Dionne Rose, Staff ReporterAS DETERMINED as their fore-fathers, the Maroons of Accompong in Trelawny and environ-mental lobby groups will not stop fighting until Government abandons its plans to conduct mining into Jamaica's largest undisturbed forest, the Cockpit Country.
On Thursday night, it was evident that months of waiting on the boundary study, commissioned by the Government to determine the areas that constitute the Cockpit Country, had not waned their fighting spirits.
"We do not want any bauxite mining up there at all and we will have to fight it until the last Maroon is dead," said a determined Melville Currie, Maroon Council member. "It is a sacred area where our ancestors fought and died - so we think it should be preserved," he said.
Asbergar Harwood, a resident of Duanvale in the Cockpit Country, said that it is an area in which abounds many medicinal plants for all types of ailments.
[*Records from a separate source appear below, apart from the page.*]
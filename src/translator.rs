use std::time::Duration;

use async_trait::async_trait;
use serde::{Deserialize, Serialize};
use thiserror::Error;

use crate::config::Config;
use crate::language;

/// Why a single provider could not produce a translation.
#[derive(Debug, Error)]
pub enum ProviderError {
    #[error("request failed: {0}")]
    Transport(#[from] reqwest::Error),
    #[error("HTTP {status}: {body}")]
    Status { status: u16, body: String },
    #[error("malformed response: {0}")]
    Malformed(String),
    #[error("provider returned error status {status}: {details}")]
    Rejected { status: String, details: String },
}

#[derive(Debug, Error)]
pub enum TranslationError {
    #[error("{provider} failed: {source}")]
    ProviderFailed {
        provider: &'static str,
        #[source]
        source: ProviderError,
    },
    #[error("All translation services failed")]
    AllProvidersFailed,
}

#[async_trait]
pub trait Provider: Send + Sync {
    fn name(&self) -> &'static str;

    async fn translate(&self, text: &str, source: &str, target: &str)
        -> Result<String, ProviderError>;
}

pub fn http_client(timeout: Duration) -> reqwest::Result<reqwest::Client> {
    reqwest::Client::builder()
        .user_agent(format!("quick-translate/{}", env!("CARGO_PKG_VERSION")))
        .timeout(timeout)
        .build()
}

#[derive(Deserialize)]
#[serde(rename_all = "camelCase")]
struct MyMemoryResponse {
    response_status: MyMemoryStatus,
    #[serde(default)]
    response_data: Option<MyMemoryData>,
    #[serde(default)]
    response_details: Option<String>,
}

#[derive(Deserialize)]
#[serde(rename_all = "camelCase")]
struct MyMemoryData {
    translated_text: String,
}

// MyMemory reports errors with the status as a string ("403") while
// successes carry a number.
#[derive(Deserialize)]
#[serde(untagged)]
enum MyMemoryStatus {
    Code(i64),
    Text(String),
}

impl MyMemoryStatus {
    fn is_ok(&self) -> bool {
        match self {
            Self::Code(code) => *code == 200,
            Self::Text(text) => text.trim() == "200",
        }
    }

    fn describe(&self) -> String {
        match self {
            Self::Code(code) => code.to_string(),
            Self::Text(text) => text.clone(),
        }
    }
}

/// Primary provider: the free MyMemory GET endpoint.
pub struct MyMemory {
    client: reqwest::Client,
    url: String,
}

impl MyMemory {
    pub fn new(client: reqwest::Client, url: String) -> Self {
        Self { client, url }
    }
}

#[async_trait]
impl Provider for MyMemory {
    fn name(&self) -> &'static str {
        "MyMemory"
    }

    async fn translate(
        &self,
        text: &str,
        source: &str,
        target: &str,
    ) -> Result<String, ProviderError> {
        let langpair = format!("{}|{}", source, target);
        let resp = self
            .client
            .get(&self.url)
            .query(&[("q", text), ("langpair", langpair.as_str())])
            .send()
            .await?;

        let status = resp.status();
        let body = resp.text().await?;
        if !status.is_success() {
            return Err(ProviderError::Status {
                status: status.as_u16(),
                body,
            });
        }

        let data: MyMemoryResponse =
            serde_json::from_str(&body).map_err(|e| ProviderError::Malformed(e.to_string()))?;

        if !data.response_status.is_ok() {
            return Err(ProviderError::Rejected {
                status: data.response_status.describe(),
                details: data.response_details.unwrap_or_default(),
            });
        }

        data.response_data
            .map(|d| d.translated_text)
            .ok_or_else(|| ProviderError::Malformed("missing responseData".into()))
    }
}

#[derive(Serialize)]
struct LibreTranslateRequest<'a> {
    q: &'a str,
    source: &'a str,
    target: &'a str,
    format: &'a str,
    #[serde(skip_serializing_if = "Option::is_none")]
    api_key: Option<&'a str>,
}

#[derive(Deserialize)]
#[serde(rename_all = "camelCase")]
struct LibreTranslateResponse {
    translated_text: String,
}

#[derive(Deserialize)]
struct LibreTranslateErrorResponse {
    error: String,
}

/// Secondary provider: a LibreTranslate instance, reached with mapped codes.
pub struct LibreTranslate {
    client: reqwest::Client,
    url: String,
    api_key: Option<String>,
}

impl LibreTranslate {
    pub fn new(client: reqwest::Client, url: String, api_key: Option<String>) -> Self {
        Self {
            client,
            url,
            api_key,
        }
    }
}

#[async_trait]
impl Provider for LibreTranslate {
    fn name(&self) -> &'static str {
        "LibreTranslate"
    }

    async fn translate(
        &self,
        text: &str,
        source: &str,
        target: &str,
    ) -> Result<String, ProviderError> {
        let body = LibreTranslateRequest {
            q: text,
            source: language::to_libretranslate(source),
            target: language::to_libretranslate(target),
            format: "text",
            api_key: self.api_key.as_deref(),
        };

        let resp = self.client.post(&self.url).json(&body).send().await?;

        let status = resp.status();
        let text = resp.text().await?;
        if !status.is_success() {
            let body = match serde_json::from_str::<LibreTranslateErrorResponse>(&text) {
                Ok(err) => err.error,
                Err(_) => text,
            };
            return Err(ProviderError::Status {
                status: status.as_u16(),
                body,
            });
        }

        let result: LibreTranslateResponse =
            serde_json::from_str(&text).map_err(|e| ProviderError::Malformed(e.to_string()))?;
        Ok(result.translated_text)
    }
}

/// Tries each provider in order until one answers.
pub struct TranslationClient {
    providers: Vec<Box<dyn Provider>>,
}

impl TranslationClient {
    pub fn new(providers: Vec<Box<dyn Provider>>) -> Self {
        Self { providers }
    }

    pub fn from_config(config: &Config) -> anyhow::Result<Self> {
        let client = http_client(Duration::from_secs(config.request_timeout_secs.max(1)))?;
        Ok(Self::new(vec![
            Box::new(MyMemory::new(client.clone(), config.mymemory_url.clone())),
            Box::new(LibreTranslate::new(
                client,
                config.libretranslate_url.clone(),
                config.libretranslate_api_key.clone(),
            )),
        ]))
    }

    /// `text` must already be trimmed and non-empty.
    pub async fn translate(
        &self,
        text: &str,
        source: &str,
        target: &str,
    ) -> Result<String, TranslationError> {
        if source == target {
            return Ok(text.to_string());
        }

        for provider in &self.providers {
            match provider.translate(text, source, target).await {
                Ok(translated) => {
                    tracing::debug!("{} translated {} -> {}", provider.name(), source, target);
                    return Ok(translated);
                }
                Err(source) => {
                    let err = TranslationError::ProviderFailed {
                        provider: provider.name(),
                        source,
                    };
                    tracing::warn!("{}", err);
                }
            }
        }

        Err(TranslationError::AllProvidersFailed)
    }
}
"Anyone who is thinking of troubling the Cockpit, they are troubling health and we are fighting for health," she said. "So we are not going to allow them to come and destroy the Cockpit."
Meanwhile, Winsome Lawson, environmental club coordinator at Westwood High School in Stewart Town said, mining in the Cockpit Country would destroy its educational value, which is rich with natural vegetation, indigenous fauna and flora.
"As an educator, it would be crazy. We cannot afford to allow this thing (mining) to take place; we would be robbing our children of a good education," she pointed out.
The group were members of a panel featured in a documentary film, which was shown by the Jamaica Environment Trust (JET) at the Terra Nova Hotel in Kingston.
The documentary, entitled 'Cockpit Country: Voices from Jamaica's Heart', is a locally-produced film which takes a look at the Cockpit country through their eyes.
Diana McCaulay, chief executive officer of JET, said the lobby group would be doing a mass copying of the documentary, which will be made available to schools and members of the public.